Predicting protein–ligand binding affinity is a central issue in drug design, and it is therefore no surprise that various deep learning models have been developed in recent years to tackle this issue in one aspect or another. So far, most of them merely focused on reproducing the binding affinity of known binders, resulting into a tiny applicability domain. To tackle this problem, we developed a graph neural network model called PLANET (Protein-Ligand Affinity prediction NETwork). This model takes the graph-represented 3D structure of the binding pocket on the target protein and the 2D structural graph of the ligand molecule as inputs. PLANET was trained through a multi-objective process with three related tasks: deriving the protein–ligand binding affinity, protein–ligand contact map, and intra-ligand distance matrix.
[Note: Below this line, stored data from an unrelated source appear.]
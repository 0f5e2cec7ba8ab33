//! System font lookup for the card and QR label renderers.
//!
//! The font database is loaded once per process. Lookups walk a fallback
//! chain of generic families so a card can still be produced on hosts where
//! the preferred family is missing. Hosts with no fonts at all get a typed
//! [`Error::Font`] instead of a broken image.

use crate::error::{Error, Result};
use fontdb::{Database, Family, Query, Stretch, Style, Weight};
use rusttype::Font;
use std::{
    collections::HashMap,
    fs,
    sync::{Mutex, OnceLock},
};

fn db() -> &'static Database {
    static DB: OnceLock<Database> = OnceLock::new();
    DB.get_or_init(|| {
        let mut db = Database::new();
        db.load_system_fonts();
        db
    })
}

/// Resolves a font by family name, falling back through the generic
/// sans-serif, serif, and monospace families.
///
/// Resolved fonts are leaked into a process-wide cache; the handful of
/// families a run can touch makes that bounded.
///
/// # Errors
///
/// Returns [`Error::Font`] when no face on the host satisfies any family in
/// the chain.
pub(crate) fn resolve(family: &str) -> Result<&'static Font<'static>> {
    static CACHE: OnceLock<Mutex<HashMap<String, &'static Font<'static>>>> = OnceLock::new();
    let cache = CACHE.get_or_init(|| Mutex::new(HashMap::new()));

    if let Some(font) = cache
        .lock()
        .unwrap_or_else(|p| p.into_inner())
        .get(family)
    {
        return Ok(font);
    }

    let font = load_from_system(family)
        .ok_or_else(|| Error::font(format!("no usable font found for family '{family}'")))?;
    let font_ref: &'static Font<'static> = Box::leak(Box::new(font));

    cache
        .lock()
        .unwrap_or_else(|p| p.into_inner())
        .insert(family.to_string(), font_ref);
    Ok(font_ref)
}

fn load_from_system(family: &str) -> Option<Font<'static>> {
    let mut families: Vec<Family<'_>> = match family.trim() {
        "" | "Sans" => vec![],
        "Serif" => vec![Family::Serif],
        "Monospace" => vec![Family::Monospace],
        other => vec![Family::Name(other)],
    };
    families.extend([Family::SansSerif, Family::Serif, Family::Monospace]);

    let query = Query {
        families: &families,
        weight: Weight::NORMAL,
        stretch: Stretch::Normal,
        style: Style::Normal,
    };

    let id = db().query(&query).or_else(|| {
        // Last resort: any face the database knows about.
        db().faces().next().map(|face| face.id)
    })?;
    let face = db().face(id)?;

    match &face.source {
        fontdb::Source::File(path) => {
            let bytes = fs::read(path).ok()?;
            Font::try_from_vec(bytes)
        }
        fontdb::Source::SharedFile(path, _) => {
            let bytes = fs::read(path).ok()?;
            Font::try_from_vec(bytes)
        }
        fontdb::Source::Binary(bytes) => Font::try_from_vec(bytes.as_ref().as_ref().to_vec()),
    }
}

#[cfg(test)]
mod tests {
    use super::*;

    #[test]
    fn test_resolve_is_cached() {
        // Hosts without any installed font legitimately fail here.
        let Ok(first) = resolve("Sans") else { return };
        let second = resolve("Sans").unwrap();
        assert!(std::ptr::eq(first, second));
    }

    #[test]
    fn test_unknown_family_falls_back() {
        let Ok(_) = resolve("Sans") else { return };
        // With at least one font installed, a bogus family must still resolve.
        assert!(resolve("No Such Family 42").is_ok());
    }
}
To serve those tasks, artificially generated decoys were used in addition to the standard PDBbind data sets normally employed for training scoring functions. When tested on the CASF-2016 benchmark, PLANET exhibited a scoring power comparable to that of other machine learning models that rely on 3D protein–ligand complex structures as inputs. It also showed notably better performance in virtual screening trials on the DUD-E and LIT-PCBA benchmarks. Compared to the popular conventional docking program Glide, PLANET took less than 1% of the computation time to finish the same virtual screening job without a significant loss in accuracy because it did not need to perform exhaustive conformational sampling. In summary, PLANET achieved decent performance in virtual screening and predicting protein–ligand binding affinity, making PLANET an attractive tool for real-world drug discovery.